Extracting Properties of Dark Dense Environments around Black Holes from Gravitational Waves

TL;DR

This paper introduces a new method to analyze gravitational wave data to infer properties of dark matter condensates around black holes, potentially revealing dark sector characteristics.

Contribution

It defines a novel quantity from GW signals that encodes information about dark matter density profiles and environment around black holes.

Findings

The new quantity can extract dark matter properties from GW amplitude and frequency derivatives.

Multi-wavelength GW observations can probe dark dense environments around black holes.

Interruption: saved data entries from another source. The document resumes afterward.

//! Thread-local modulus contexts
//!
//! Field elements can be built without threading a ring descriptor through
//! every call site: [`zp::init`] installs a "current modulus" for the
//! thread, and `ModInt::new` reads it at construction time. The slot is
//! consulted *only* at construction — every value carries its ring from
//! then on, so arithmetic is unaffected by later context changes and
//! nothing here is shared between threads.
//!
//! Each context offers the same discipline:
//!
//! - `init(p)` replaces the slot (rejecting unusable moduli),
//! - `current()` reads it without side effects,
//! - a snapshot object captures and restores the exact slot state,
//! - `with_modulus(p, body)` brackets `body` between install and restore,
//!   restoring on *every* exit path — normal return, early return, or
//!   panic — through a drop guard.

use core::cell::RefCell;

use zring_api::error::{Error, Result};

use crate::bigint::Integer;
use crate::extension::ExtRing;
use crate::modular::{ModRing, ModRing64};
use crate::poly::Poly;


fn uninitialized() -> Error {
    // The empty slot is modelled as modulus 0, which is never usable
    Error::InvalidModulus {
        modulus: alloc::string::String::from("0"),
    }
}

macro_rules! context_impl {
    ($slot:ident, $ring:ty, $snapshot:ident) => {
        std::thread_local! {
            static $slot: RefCell<Option<$ring>> = const { RefCell::new(None) };
        }

        /// The current ring descriptor, without side effects
        ///
        /// Fails with [`Error::InvalidModulus`] while the slot is
        /// uninitialized.
        pub fn current() -> Result<$ring> {
            $slot
                .with(|slot| slot.borrow().clone())
                .ok_or_else(super::uninitialized)
        }

        /// A saved copy of the slot state, including "uninitialized"
        ///
        /// Restoring writes the captured state back exactly.
        #[derive(Debug, Clone)]
        pub struct $snapshot {
            saved: Option<$ring>,
        }

        impl $snapshot {
            /// Capture the current slot state
            pub fn save() -> Self {
                Self {
                    saved: $slot.with(|slot| slot.borrow().clone()),
                }
            }

            /// Overwrite the slot with the captured state
            pub fn restore(self) {
                $slot.with(|slot| *slot.borrow_mut() = self.saved);
            }
        }

        struct RestoreGuard {
            saved: Option<$ring>,
        }

        impl Drop for RestoreGuard {
            fn drop(&mut self) {
                let saved = self.saved.take();
                $slot.with(|slot| *slot.borrow_mut() = saved);
            }
        }

        fn install(ring: $ring) -> RestoreGuard {
            RestoreGuard {
                saved: $slot.with(|slot| slot.borrow_mut().replace(ring)),
            }
        }

        fn set(ring: $ring) {
            $slot.with(|slot| *slot.borrow_mut() = Some(ring));
        }
    };
}

/// Context for the arbitrary-precision prime field (`ModRing`/`ModInt`)
pub mod zp {
    use super::*;

    context_impl!(CURRENT_ZP, ModRing, ZpContext);

    /// Install `p` as the thread's current modulus
    ///
    /// Fails with [`Error::InvalidModulus`] unless `p > 1`; the slot is
    /// replaced in a single assignment, never merged with prior state.
    pub fn init(p: &Integer) -> Result<()> {
        set(ModRing::new(p)?);
        Ok(())
    }

    /// Run `body` with modulus `p` installed, restoring the previous
    /// context on every exit path
    ///
    /// Nesting is transparent: an inner call captures and restores around
    /// the outer modulus. The restore runs from a drop guard, so it also
    /// happens while a panic from `body` unwinds.
    pub fn with_modulus<T>(p: &Integer, body: impl FnOnce() -> T) -> Result<T> {
        let guard = install(ModRing::new(p)?);
        let result = body();
        drop(guard);
        Ok(result)
    }
}

/// Context for the machine-word prime field (`ModRing64`/`ModInt64`)
pub mod zp64 {
    use super::*;

    context_impl!(CURRENT_ZP64, ModRing64, Zp64Context);

    /// Install `p` as the thread's current word modulus
    pub fn init(p: u64) -> Result<()> {
        set(ModRing64::new(p)?);
        Ok(())
    }

    /// Run `body` with word modulus `p` installed, restoring the previous
    /// context on every exit path
    pub fn with_modulus<T>(p: u64, body: impl FnOnce() -> T) -> Result<T> {
        let guard = install(ModRing64::new(p)?);
        let result = body();
        drop(guard);
        Ok(result)
    }
}

/// Context for the extension field (`ExtRing`/`ExtElem`)
pub mod zpe {
    use super::*;

    context_impl!(CURRENT_ZPE, ExtRing, ZpeContext);

    /// Install the extension defined by `modulus` as the thread's current
    /// extension field
    ///
    /// Validation matches [`ExtRing::new`]: degree >= 1 is required, and a
    /// modulus failing the irreducibility test warns instead of failing.
    pub fn init(modulus: Poly<ModRing>) -> Result<()> {
        set(ExtRing::new(modulus)?);
        Ok(())
    }

    /// Run `body` with the given extension installed, restoring the
    /// previous context on every exit path
    pub fn with_modulus<T>(modulus: Poly<ModRing>, body: impl FnOnce() -> T) -> Result<T> {
        let guard = install(ExtRing::new(modulus)?);
        let result = body();
        drop(guard);
        Ok(result)
    }
}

Null detection can constrain dark matter parameters significantly.

Abstract

Dark matter (DM) can form dense condensates around black holes (BHs), such as superradiant clouds and ultracompact mini halos, which can significantly affect the orbital evolution of their companion objects through dynamical friction (DF). In this work, we define a novel quantity to quantify such effects in the emitted gravitational waves (GWs) in terms of GW amplitude, frequency, and their time derivatives. The information about the density profile can be extracted from this quantity, which characterizes the type of condensate and, therefore, the corresponding DM property. This quantity allows us to probe the dark dense environment by multi-wavelength GW observation with existing ground-based and future space-based GW detectors, potentially revealing the properties of the dark sector and shedding light on the primordial origin of the stellar mass BHs. A null detection can place strong constraints on the relevant DM parameters.